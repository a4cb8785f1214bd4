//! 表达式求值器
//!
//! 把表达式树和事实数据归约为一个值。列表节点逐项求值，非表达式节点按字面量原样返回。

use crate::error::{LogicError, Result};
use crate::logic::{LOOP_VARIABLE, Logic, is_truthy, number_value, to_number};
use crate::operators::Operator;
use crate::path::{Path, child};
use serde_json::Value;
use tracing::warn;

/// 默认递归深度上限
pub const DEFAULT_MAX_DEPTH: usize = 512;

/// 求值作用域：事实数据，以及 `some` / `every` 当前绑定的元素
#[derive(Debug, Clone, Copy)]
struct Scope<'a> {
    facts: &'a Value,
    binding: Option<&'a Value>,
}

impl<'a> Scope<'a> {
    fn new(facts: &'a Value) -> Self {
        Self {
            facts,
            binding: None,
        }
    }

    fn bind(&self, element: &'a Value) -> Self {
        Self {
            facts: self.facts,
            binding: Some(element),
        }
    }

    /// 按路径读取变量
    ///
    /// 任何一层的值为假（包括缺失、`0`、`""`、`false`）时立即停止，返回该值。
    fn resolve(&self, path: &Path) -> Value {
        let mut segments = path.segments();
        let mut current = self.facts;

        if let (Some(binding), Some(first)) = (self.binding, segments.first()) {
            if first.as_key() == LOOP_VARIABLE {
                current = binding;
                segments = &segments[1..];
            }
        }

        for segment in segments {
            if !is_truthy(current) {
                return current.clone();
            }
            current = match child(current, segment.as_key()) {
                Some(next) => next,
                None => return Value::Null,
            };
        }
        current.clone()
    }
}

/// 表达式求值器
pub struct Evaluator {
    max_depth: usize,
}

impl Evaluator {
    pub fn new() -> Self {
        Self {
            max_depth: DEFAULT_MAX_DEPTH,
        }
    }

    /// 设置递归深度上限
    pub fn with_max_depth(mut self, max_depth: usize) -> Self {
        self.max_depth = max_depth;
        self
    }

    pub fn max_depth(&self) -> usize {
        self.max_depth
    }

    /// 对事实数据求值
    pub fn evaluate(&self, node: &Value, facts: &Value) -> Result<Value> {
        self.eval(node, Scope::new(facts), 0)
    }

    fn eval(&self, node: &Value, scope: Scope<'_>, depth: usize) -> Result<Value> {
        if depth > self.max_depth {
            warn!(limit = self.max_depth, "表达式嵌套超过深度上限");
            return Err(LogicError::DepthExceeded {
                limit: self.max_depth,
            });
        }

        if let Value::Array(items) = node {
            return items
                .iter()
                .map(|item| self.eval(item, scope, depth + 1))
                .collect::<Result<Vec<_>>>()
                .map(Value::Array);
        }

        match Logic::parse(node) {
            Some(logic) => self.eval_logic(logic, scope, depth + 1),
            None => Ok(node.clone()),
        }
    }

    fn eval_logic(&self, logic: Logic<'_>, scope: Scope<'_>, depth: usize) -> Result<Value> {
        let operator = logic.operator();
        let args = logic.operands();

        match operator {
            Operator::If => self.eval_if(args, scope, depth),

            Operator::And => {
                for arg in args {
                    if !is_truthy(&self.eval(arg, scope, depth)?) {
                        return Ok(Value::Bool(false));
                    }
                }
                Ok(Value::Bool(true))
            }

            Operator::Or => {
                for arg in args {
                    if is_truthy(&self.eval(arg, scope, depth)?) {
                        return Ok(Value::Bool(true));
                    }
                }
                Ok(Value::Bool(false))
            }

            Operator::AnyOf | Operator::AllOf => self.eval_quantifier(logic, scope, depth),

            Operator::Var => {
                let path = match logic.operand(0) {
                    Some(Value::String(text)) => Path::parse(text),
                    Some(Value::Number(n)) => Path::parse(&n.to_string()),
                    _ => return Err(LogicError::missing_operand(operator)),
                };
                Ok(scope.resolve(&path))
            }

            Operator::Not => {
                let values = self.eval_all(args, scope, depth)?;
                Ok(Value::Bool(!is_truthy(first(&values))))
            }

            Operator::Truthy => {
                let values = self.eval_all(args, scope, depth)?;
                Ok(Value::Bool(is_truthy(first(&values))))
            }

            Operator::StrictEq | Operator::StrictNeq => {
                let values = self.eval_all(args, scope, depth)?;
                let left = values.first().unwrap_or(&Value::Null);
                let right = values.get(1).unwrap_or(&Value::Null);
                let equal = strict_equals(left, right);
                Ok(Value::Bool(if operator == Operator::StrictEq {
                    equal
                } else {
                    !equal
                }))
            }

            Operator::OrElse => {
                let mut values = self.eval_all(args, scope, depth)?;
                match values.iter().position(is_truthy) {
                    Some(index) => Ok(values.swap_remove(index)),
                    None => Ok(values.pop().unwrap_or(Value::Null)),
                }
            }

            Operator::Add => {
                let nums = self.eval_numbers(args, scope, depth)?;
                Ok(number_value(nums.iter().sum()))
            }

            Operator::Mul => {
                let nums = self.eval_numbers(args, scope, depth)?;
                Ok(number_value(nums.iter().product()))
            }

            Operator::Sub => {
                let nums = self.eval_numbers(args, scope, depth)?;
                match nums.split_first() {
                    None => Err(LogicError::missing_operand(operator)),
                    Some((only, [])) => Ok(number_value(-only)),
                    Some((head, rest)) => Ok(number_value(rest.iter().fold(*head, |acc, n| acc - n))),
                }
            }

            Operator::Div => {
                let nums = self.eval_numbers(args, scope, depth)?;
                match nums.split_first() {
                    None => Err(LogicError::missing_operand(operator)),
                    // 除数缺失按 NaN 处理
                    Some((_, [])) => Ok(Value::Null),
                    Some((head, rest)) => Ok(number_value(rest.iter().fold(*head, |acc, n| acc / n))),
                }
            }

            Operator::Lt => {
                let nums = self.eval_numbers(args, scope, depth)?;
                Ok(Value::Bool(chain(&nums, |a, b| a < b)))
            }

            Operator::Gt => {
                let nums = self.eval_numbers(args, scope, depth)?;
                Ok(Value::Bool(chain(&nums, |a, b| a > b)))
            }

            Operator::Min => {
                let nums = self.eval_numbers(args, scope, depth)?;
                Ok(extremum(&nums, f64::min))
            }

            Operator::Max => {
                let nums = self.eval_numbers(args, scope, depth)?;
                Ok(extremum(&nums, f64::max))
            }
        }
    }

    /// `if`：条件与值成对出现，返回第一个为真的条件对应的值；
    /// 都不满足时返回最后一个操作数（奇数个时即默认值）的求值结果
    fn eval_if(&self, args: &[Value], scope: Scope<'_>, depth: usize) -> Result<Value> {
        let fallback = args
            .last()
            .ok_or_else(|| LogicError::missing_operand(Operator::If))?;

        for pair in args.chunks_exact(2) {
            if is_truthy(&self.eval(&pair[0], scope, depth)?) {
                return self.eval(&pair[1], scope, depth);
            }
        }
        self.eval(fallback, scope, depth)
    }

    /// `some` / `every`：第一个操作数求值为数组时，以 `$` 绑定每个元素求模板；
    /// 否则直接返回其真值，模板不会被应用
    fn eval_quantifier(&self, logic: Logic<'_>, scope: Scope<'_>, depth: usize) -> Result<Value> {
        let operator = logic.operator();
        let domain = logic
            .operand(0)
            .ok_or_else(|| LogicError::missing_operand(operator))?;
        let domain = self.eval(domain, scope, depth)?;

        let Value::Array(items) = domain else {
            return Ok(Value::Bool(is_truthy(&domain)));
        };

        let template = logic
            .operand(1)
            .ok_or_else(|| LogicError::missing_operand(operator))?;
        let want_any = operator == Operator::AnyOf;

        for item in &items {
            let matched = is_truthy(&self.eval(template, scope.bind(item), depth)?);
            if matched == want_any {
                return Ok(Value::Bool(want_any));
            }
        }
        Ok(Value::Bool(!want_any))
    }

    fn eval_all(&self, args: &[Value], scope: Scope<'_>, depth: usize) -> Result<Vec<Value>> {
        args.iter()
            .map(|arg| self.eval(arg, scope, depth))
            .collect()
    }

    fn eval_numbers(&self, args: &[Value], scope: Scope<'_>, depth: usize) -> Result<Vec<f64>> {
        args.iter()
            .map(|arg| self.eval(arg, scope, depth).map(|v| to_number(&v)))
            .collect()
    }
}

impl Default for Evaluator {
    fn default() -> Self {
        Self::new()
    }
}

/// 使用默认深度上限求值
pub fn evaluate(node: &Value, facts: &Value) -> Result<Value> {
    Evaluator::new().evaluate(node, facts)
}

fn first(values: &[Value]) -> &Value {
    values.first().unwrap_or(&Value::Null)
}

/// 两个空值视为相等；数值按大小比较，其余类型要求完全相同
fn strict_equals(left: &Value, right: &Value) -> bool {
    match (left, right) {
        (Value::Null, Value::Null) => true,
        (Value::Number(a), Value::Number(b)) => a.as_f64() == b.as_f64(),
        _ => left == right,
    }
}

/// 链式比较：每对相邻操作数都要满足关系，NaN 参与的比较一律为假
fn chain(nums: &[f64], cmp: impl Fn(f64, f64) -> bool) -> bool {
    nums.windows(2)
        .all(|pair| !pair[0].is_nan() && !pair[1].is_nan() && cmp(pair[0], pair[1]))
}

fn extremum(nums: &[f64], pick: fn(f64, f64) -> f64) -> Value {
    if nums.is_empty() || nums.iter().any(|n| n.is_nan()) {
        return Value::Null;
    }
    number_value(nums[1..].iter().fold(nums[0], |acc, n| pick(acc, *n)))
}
-*-
▸ What you will do
Copy each line above holding "binding".

▸ Reply to the exercise
    binding: Option<&'a Value>,
            binding: None,
            binding: Some(element),
        if let (Some(binding), Some(first)) = (self.binding, segments.first()) {
                current = binding;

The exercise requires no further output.